Depuis 2011, Lydia est prof d’anglais au collège Ouvoimoja (« Ensemble » en shimahorais) de Passamainty à Mayotte. Auparavant, elle était ...
Lydia Barneoud, prof d’anglais en collège à Mayotte, s’énerve contre les conditions dans lesquelles elle exerce son métier dans le département le plus pauvre de France, dans l'archipel des Comores près de Madagascar.
Ces derniers mois, Mayotte connaît un mouvement social sans précédent dont le principal mot d’ordre est la lutte contre l’insécurité et l’immigration clandestine de masse. L’immigration est jugée responsable de l’insécurité alors que toutes les deux sont les conséquences de la misère qui sévit dans la région ! La grève générale et les barrages routiers ont paralysé l’île pendant des semaines. Alors que nous assistons à la destruction massive d’habitats clandestins, aucune décision n’a été prise pour lutter contre cette misère.
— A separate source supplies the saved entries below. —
//! Tile enumeration and the voxelize -> pack -> write drive loop.
//!
//! The mesh bounding box is streamed through fixed-size tiles so only one
//! occupancy grid is ever live. Each `(ix, iz)` tile column becomes one
//! region file.

use std::path::{Path, PathBuf};
use std::sync::atomic::{AtomicBool, Ordering};
use std::time::Duration;

use glam::{UVec3, Vec3};

use crate::anvil;
use crate::bvh::Bvh;
use crate::util::{Aabb, Error, Result, Timer};

use super::kernel;

/// Largest supported tile height in voxels.
pub const MAX_HEIGHT: u32 = 256;

/// Tiling geometry derived from the mesh bounds.
///
/// The effective tile height is the mesh's voxel height rounded up to whole
/// 16-voxel sections; vertical tiling is unsupported, so a mesh taller than
/// [`MAX_HEIGHT`] must either be clamped (truncating the top) or rejected.
#[derive(Debug, Clone)]
pub struct TilePlan {
    mesh_min: Vec3,
    resolution: f32,
    extent: UVec3,
    counts: UVec3,
    mesh_height: u32,
}

impl TilePlan {
    pub fn new(mesh_aabb: Aabb, resolution: f32, tile_extent: UVec3) -> TilePlan {
        // Mesh extent in voxels, with the one-voxel safety margin the counts
        // below also rely on.
        let voxels = (mesh_aabb.size() / resolution).as_uvec3();
        let mesh_height = (voxels.y + 1).div_ceil(16) * 16;

        let extent = UVec3::new(tile_extent.x.max(16), mesh_height, tile_extent.z.max(16));
        let counts = UVec3::new(voxels.x / extent.x + 1, 1, voxels.z / extent.z + 1);

        TilePlan {
            mesh_min: mesh_aabb.min,
            resolution,
            extent,
            counts,
            mesh_height,
        }
    }

    /// Tile size in voxels.
    pub fn extent(&self) -> UVec3 {
        self.extent
    }

    /// Tiles per axis.
    pub fn counts(&self) -> UVec3 {
        self.counts
    }

    pub fn tile_count(&self) -> usize {
        (self.counts.x * self.counts.y * self.counts.z) as usize
    }

    pub fn resolution(&self) -> f32 {
        self.resolution
    }

    /// Does the mesh exceed the supported build height?
    pub fn over_height_cap(&self) -> bool {
        self.mesh_height > MAX_HEIGHT
    }

    /// Mesh height in voxels (rounded up to whole sections).
    pub fn mesh_height(&self) -> u32 {
        self.mesh_height
    }

    /// Truncate the tile height to [`MAX_HEIGHT`]; geometry above it is
    /// dropped.
    pub fn clamp_height(&mut self) {
        self.extent.y = self.extent.y.min(MAX_HEIGHT);
    }

    /// World-space minimum corner of tile `(ix, iy, iz)`.
    pub fn tile_min(&self, index: UVec3) -> Vec3 {
        self.mesh_min + self.extent.as_vec3() * self.resolution * index.as_vec3()
    }

    /// Decompose a linear tile index, x fastest, then y, then z.
    fn tile_index(&self, i: usize) -> UVec3 {
        let i = i as u32;
        UVec3::new(
            i % self.counts.x,
            (i / self.counts.x) % self.counts.y,
            i / (self.counts.x * self.counts.y),
        )
    }
}

/// Output configuration for a voxelization run.
#[derive(Debug, Clone)]
pub struct RunConfig {
    /// Directory receiving the `r.<x>.<z>.mca` files.
    pub out_dir: PathBuf,
    /// Block palette; index 0 is air, occupied cells reference index 1.
    pub palette: Vec<String>,
}

impl RunConfig {
    pub fn new(out_dir: impl Into<PathBuf>) -> Self {
        Self {
            out_dir: out_dir.into(),
            palette: vec!["minecraft:air".to_string(), "minecraft:stone".to_string()],
        }
    }
}

/// Timing record for one processed tile.
#[derive(Debug, Clone, Copy)]
pub struct TileTiming {
    pub index: UVec3,
    pub kernel: Duration,
    pub write: Duration,
}

/// What a run produced.
#[derive(Debug, Default)]
pub struct RunSummary {
    pub regions: Vec<PathBuf>,
    pub timings: Vec<TileTiming>,
    pub cancelled: bool,
}

/// Drive the kernel and region writer across all tiles of `plan`.
///
/// Tiles are processed in deterministic row-major order. The cancel flag is
/// consulted between tiles only; mid-tile work is not interruptible.
pub fn run(bvh: &Bvh, plan: &TilePlan, config: &RunConfig, cancel: &AtomicBool) -> Result<RunSummary> {
    if bvh.is_empty() {
        return Err(Error::EmptyMesh);
    }
    if plan.extent.y > MAX_HEIGHT {
        return Err(Error::OverHeightCap {
            voxels: plan.mesh_height,
            cap: MAX_HEIGHT,
        });
    }

    std::fs::create_dir_all(&config.out_dir)
        .map_err(|e| Error::write_failed(&config.out_dir, e))?;

    let dims = plan.extent;
    let mut grid = vec![0u32; (dims.x * dims.y * dims.z) as usize];
    let mut summary = RunSummary::default();
    let total = plan.tile_count();
    let total_timer = Timer::start();

    for i in 0..total {
        if cancel.load(Ordering::Relaxed) {
            summary.cancelled = true;
            break;
        }
        let index = plan.tile_index(i);
        let _span = tracing::info_span!("tile", ix = index.x, iy = index.y, iz = index.z).entered();

        let timer = Timer::start();
        kernel::voxelize(bvh, plan.tile_min(index), plan.resolution, dims, &mut grid);
        let kernel_time = timer.report(&format!("chunk {}/{}", i + 1, total));

        let path = region_path(&config.out_dir, index.x, index.z);
        let timer = Timer::start();
        anvil::write_region(
            &path,
            index.x as i32,
            index.z as i32,
            &config.palette,
            &grid,
            dims,
        )?;
        let write_time = timer.report(&format!("MCA writing of r.{}.{}.mca", index.x, index.z));

        summary.regions.push(path);
        summary.timings.push(TileTiming {
            index,
            kernel: kernel_time,
            write: write_time,
        });
    }

    total_timer.report("Voxelization");
    Ok(summary)
}

fn region_path(out_dir: &Path, rx: u32, rz: u32) -> PathBuf {
    out_dir.join(format!("r.{rx}.{rz}.mca"))
}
COMMENT ÉTUDIER QUAND ON A FAIM, QU’ON CRÈVE DE CHAUD ET QU’ON A PEUR DE DORMIR DANS LA RUE ?
Les collèges de Mayotte sont les plus grands de France et d’Europe. Celui dans lequel je bosse depuis sept ans accueille 1 800 élèves alors qu’il est prévu pour 900. La moitié d’entre eux sont issus de l’immigration clandestine. Dans les salles de classe, il fait jusqu’à 33 °C. Il n’y a pas de cantine scolaire, la plupart des élèves sont sous-nourris. Devant le collège, des terrains sont occupés clandestinement. Ceux qui y vivent n’ont souvent ni papiers ni baux, même si certains paient un loyer. Ce matin, des tractopelles ont voulu raser les habitations – ou plutôt les tôles posées à même le sol – de 35 familles. Cela concerne environ 60 mineurs scolarisés au collège. Nous avons repoussé les engins grâce à l’intervention de la Croix-Rouge notamment. Mais pour combien de temps ? Pas facile d’enseigner en se demandant si au retour de l’école nos élèves retrouveront leur foyer. Et surtout, comment étudier quand on a faim, qu’on crève de chaud et qu’on a peur de dormir dans la rue ?
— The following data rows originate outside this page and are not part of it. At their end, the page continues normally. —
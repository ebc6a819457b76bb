//! # anvilize
//!
//! Converts a triangle mesh into a voxel occupancy grid and writes the
//! result as Minecraft Anvil region files (`.mca`).
//!
//! The pipeline streams the mesh bounding box through fixed-size tiles so
//! only one occupancy grid is live at a time:
//!
//! mesh -> BVH -> (per tile) kernel -> occupancy grid -> packed sections
//! -> chunk NBT -> zlib -> region file
//!
//! ## Modules
//!
//! - [`util`] - errors, math primitives, phase timers
//! - [`mesh`] - mesh types and OBJ loading
//! - [`bvh`] - bounding volume hierarchy over triangles
//! - [`voxel`] - occupancy kernel and tile scheduler
//! - [`anvil`] - NBT, section packing, region files
//!
//! ## Example
//!
//! ```ignore
//! use anvilize::{bvh::Bvh, mesh::Mesh, voxel};
//! use std::sync::atomic::AtomicBool;
//!
//! let mesh = Mesh::from_obj("dragon.obj")?;
//! let bvh = Bvh::build(&mesh, 64, 32);
//! let plan = voxel::TilePlan::new(bvh.root_aabb(), 0.0025, glam::UVec3::new(512, 256, 512));
//! voxel::run(&bvh, &plan, &voxel::RunConfig::new("out"), &AtomicBool::new(false))?;
//! ```

pub mod anvil;
pub mod bvh;
pub mod mesh;
pub mod util;
pub mod voxel;

// Re-export commonly used types
pub use util::{Error, Result};

/// Prelude module for convenient imports
pub mod prelude {
    pub use crate::anvil::{read_region, write_region};
    pub use crate::bvh::Bvh;
    pub use crate::mesh::{Mesh, Triangle, Vertex};
    pub use crate::util::{Aabb, Error, Result, Timer};
    pub use crate::voxel::{RunConfig, TilePlan};
}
LES RÉALITÉS LOCALES DE MAYOTTE SONT IGNORÉES PAR DES TECHNOCRATES ENFERMÉS DANS LEURS BUREAUX CLIMATISÉS.
Etre prof à Mayotte, c’est génial et frustrant. On aurait de bien meilleurs résultats si la langue et la culture de l’île étaient valorisées, si les profs étaient mieux formés et si on reconnaissait que tous les élèves sont allophones (le français n’est pas leur langue maternelle). Malgré le turn-over et près de 60 % d’enseignants contractuels, les plus impliqués cherchent à développer des réseaux de proximité avec di fférents acteurs (éducation populaire, santé, police, justice…). Ensemble, nous imaginons des solutions durables et les remontons à nos supérieurs, dans mon cas au vice-rectorat. Malheureusement, rien n’arrive jamais jusqu’au ministère. Les réalités locales de Mayotte sont ignorées par des technocrates enfermés dans leurs bureaux climatisés.
LES ENSEIGNANTS ET LES ASSOCIATIONS NE PEUVENT PAS ÉTERNELLEMENT SE SUBSTITUER À L’ETAT.
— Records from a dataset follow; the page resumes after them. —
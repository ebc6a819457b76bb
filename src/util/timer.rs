//! Monotonic phase timer for pipeline diagnostics.

use std::time::{Duration, Instant};

/// Stopwatch for a labeled pipeline phase.
///
/// Phases report as `[TIMER] <phase>: <ms> ms` on stdout so runs can be
/// compared from plain logs.
#[derive(Debug, Clone, Copy)]
pub struct Timer(Instant);

impl Timer {
    /// Start timing.
    pub fn start() -> Self {
        Self(Instant::now())
    }

    /// Elapsed time since [`start`](Timer::start).
    pub fn elapsed(&self) -> Duration {
        self.0.elapsed()
    }

    /// Print the diagnostic line for a finished phase and return its duration.
    pub fn report(&self, phase: &str) -> Duration {
        let elapsed = self.elapsed();
        println!("[TIMER] {}: {:.2} ms", phase, elapsed.as_secs_f64() * 1_000.0);
        elapsed
    }
}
Il devient urgent de trouver des solutions humanitaires et solidaires. Sur le plan des droits de l’homme et de l’enfant, la situation atteint ses limites. Les enseignants et les associations ne peuvent pas éternellement se substituer à l’Etat, qui doit traiter son plus jeune département avec plus d’égards : 80 % de la population a moins de 20 ans. Il nous faut de vrais moyens pour que l’école de la République remplisse sa mission inclusive et que nos élèves aient accès aux savoirs fondamentaux. Cela leur permettra de se forger une pensée critique et ils pourront ainsi trouver en eux la volonté de construire le monde meilleur dont ils rêvent.